17
HAVIA
UM BAILE DE MEMÓRIAS, E ELAS DANÇAVAM UMA DANÇA PERVERSA. Mauro tentava
organizar as peças, juntar o quebra-cabeça na intenção de enxergar mais do que
aquele borrão de quem procura seu reflexo na água urinada de uma privada de
boate.
Se
viu deitado em sua cama, recebia uma ligação. Felipe o chamava. Era um convite
para um lugar desconhecido, não um bar, não um restaurante. Um lugar
abandonado. A promessa era a verdade, a realidade, o seu rosto real no espelho.
Um reflexo palpável, o primeiro deles.
Viu-se
caminhar pelas ruas, receber o vento frio no corpo, no rosto, nas roupas.
Sentia o gelo da incerteza, o medo das descobertas, das revelações. Caminhava,
passos rápidos, outros vagarosos, oscilantes, não sabia se queria ou deixava de
querer. Seguia, sempre em frente. Não havia retorno, não havia mais volta. Se
houvesse algo, estava à frente, na próxima esquina, na próxima porta. Se
houvesse. Talvez não houvesse nada. Talvez ele não fosse nada nem ninguém.
Talvez não houvesse talvez.
Piscou,
viu-se nas ruas escuras, guiado pela brisa perfumada. Seguia um cheiro
conhecido, uma mulher, uma desconhecida de perfume similar, o mesmo perfume de
Luciana. O mesmo perfume de Daiana, inclusive. Ele nunca percebeu que ela o
amava. Nunca percebeu que, mesmo antes, ela fora apaixonada por ele.
Quando
Daiana foi embora, Luciana apareceu. Ofereceu oportunidades, uma mão amiga, um
ombro pra chorar. Queria sua proximidade, sua presença, seu calor. Queria Mauro
para si, queria uma nova vida, uma vida de felicidades. Queria tentar. O
perfume era o mesmo, copiado descaradamente, imitado na tentativa de chamar
atenção. Mauro amava aquele perfume. Não em Luciana, não naquela desconhecida.

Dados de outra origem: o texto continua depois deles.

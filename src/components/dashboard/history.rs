use leptos::*;

use crate::state::use_dashboard;
use crate::view::{ChartState, HistoryChart, HistoryPanel, HistoryRow, NO_HISTORY};

const CHART_WIDTH: f64 = 600.0;
const CHART_HEIGHT: f64 = 240.0;
const MARGIN_LEFT: f64 = 48.0;
const MARGIN_BOTTOM: f64 = 32.0;

/// History modal: list plus fill-level chart
#[component]
pub fn HistoryModal() -> impl IntoView {
    let ctx = use_dashboard();
    let close = move |_| ctx.controller().close_history();

    view! {
        <Show when=move || ctx.with(|s| s.history_open)>
            <div class="modal-backdrop" on:click=close>
                <div class="modal modal-wide" on:click=|ev| ev.stop_propagation()>
                    <div class="modal-header">
                        <h2>"Water Level History"</h2>
                        <button class="modal-close" aria-label="Close" on:click=close>"×"</button>
                    </div>
                    <div class="modal-body">
                        {move || match ctx.with(|s| s.history.clone()) {
                            None | Some(HistoryPanel::Empty) => {
                                view! { <div class="no-data">{NO_HISTORY}</div> }.into_view()
                            }
                            Some(HistoryPanel::Loaded { rows, chart }) => view! {
                                <ChartArea chart=chart />
                                <HistoryList rows=rows />
                            }
                            .into_view(),
                        }}
                    </div>
                </div>
            </div>
        </Show>
    }
}

#[component]
fn ChartArea(chart: ChartState) -> impl IntoView {
    match chart {
        ChartState::Ready(chart) => view! { <LineChart chart=chart /> }.into_view(),
        other => view! {
            <div class="chart-placeholder">{other.placeholder()}</div>
        }
        .into_view(),
    }
}

/// Fill percentage over time as an SVG polyline
#[component]
fn LineChart(chart: HistoryChart) -> impl IntoView {
    let plot_width = CHART_WIDTH - MARGIN_LEFT;
    let plot_height = CHART_HEIGHT - MARGIN_BOTTOM;
    let model = chart.model;
    let points = model.polyline(plot_width, plot_height);

    let y_ticks = model
        .y_ticks
        .iter()
        .map(|tick| {
            let y = plot_height * (1.0 - tick.position);
            view! {
                <line class="grid-line" x1="0" x2=plot_width y1=y y2=y></line>
                <text class="axis-label" x="-8" y=y text-anchor="end">{tick.label.clone()}</text>
            }
        })
        .collect_view();

    let x_ticks = model
        .x_ticks
        .iter()
        .map(|tick| {
            let x = plot_width * tick.position;
            view! {
                <text class="axis-label" x=x y={plot_height + 20.0} text-anchor="middle">
                    {tick.label.clone()}
                </text>
            }
        })
        .collect_view();

    view! {
        <svg
            class="history-chart"
            data-chart-id=chart.id
            viewBox=format!("0 0 {} {}", CHART_WIDTH, CHART_HEIGHT)
            role="img"
            aria-label="Fill percentage history"
        >
            <g transform=format!("translate({}, 0)", MARGIN_LEFT)>
                {y_ticks}
                {x_ticks}
                <polyline class="fill-line" fill="none" points=points></polyline>
            </g>
        </svg>
    }
}

#[component]
fn HistoryList(rows: Vec<HistoryRow>) -> impl IntoView {
    view! {
        <table class="history-list">
            <thead>
                <tr>
                    <th>"Time"</th>
                    <th>"Volume"</th>
                    <th>"Fill"</th>
                </tr>
            </thead>
            <tbody>
                {rows
                    .into_iter()
                    .map(|row| {
                        view! {
                            <tr>
                                <td>{row.time}</td>
                                <td>{row.gallons}</td>
                                <td>{row.fill}</td>
                            </tr>
                        }
                    })
                    .collect_view()}
            </tbody>
        </table>
    }
}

Amava-o em Daiana, mas ela não estava mais lá. Não estava mais viva. Não mais
pertencia a ele, se um dia pertenceu.
Seguia
a estranha, um estranho o seguia. Ele não o viu, não o notou. A mulher virou
numa ruela qualquer, o escuro a engoliu, Mauro oscilou. Alguém o atingiu, o
arrastou. Ao seu lado, algo miava. Sua cabeça doía. Levantou-se, olhou ao redor,
não havia ninguém. Nas mãos, um saco de lixo, o corpo de três gatos começava a
apodrecer em seu interior.
Voltava
para casa, olhos atrás de si, nas sombras. Ele sabia que era seguido, mas não
podia evitar. Estava louco. Tentou se esconder, se proteger, alguém o
acompanhou. Fechado em sua casa, ouviu alguém bater. Resistiu, evitou escutar,
abriu quando suas forças não eram suficientes para evitar a curiosidade. Queria
que fosse Daiana, Luciana, uma prostituta qualquer, barata. Queria sexo pra
esquecer, pra seguir em frente. Abriu a porta, encontrou olhos de desaprovação.
Viu
Felipe, em frente à sua casa, naquela madrugada. Ele disse algo, Mauro não
entendeu. Queria ajuda, um abraço. Recebeu um golpe. Nas mãos do amigo, uma
faca. Mauro estava louco, descontrolado. Aquele era seu amigo de tempos. O que
ele estava fazendo? O que ele faria em resposta? A faca cortou o ar, sibilou,
traiçoeira. Mauro caiu, derrubou o agressor, tomou dele a arma e o feriu, na
altura do ombro, um corte superficial. O agressor fugiu, ameaçando, urrando no
caos. Mauro não entendia, mas esquecia.
Viu-se
ainda mais longe, antes de tudo, antes de nada. Viu-se consertando um veículo,
mas o reparo era a última de suas intenções. Queria destruí-lo. Aquele motor
levaria para longe de si a mulher que amava. Levaria para outra cidade sua
única esperança de felicidade no mundo todo. Tiraria Daiana de seus braços, do
nome em sua aliança de casamento, da certidão de nascimento de Elizabeth.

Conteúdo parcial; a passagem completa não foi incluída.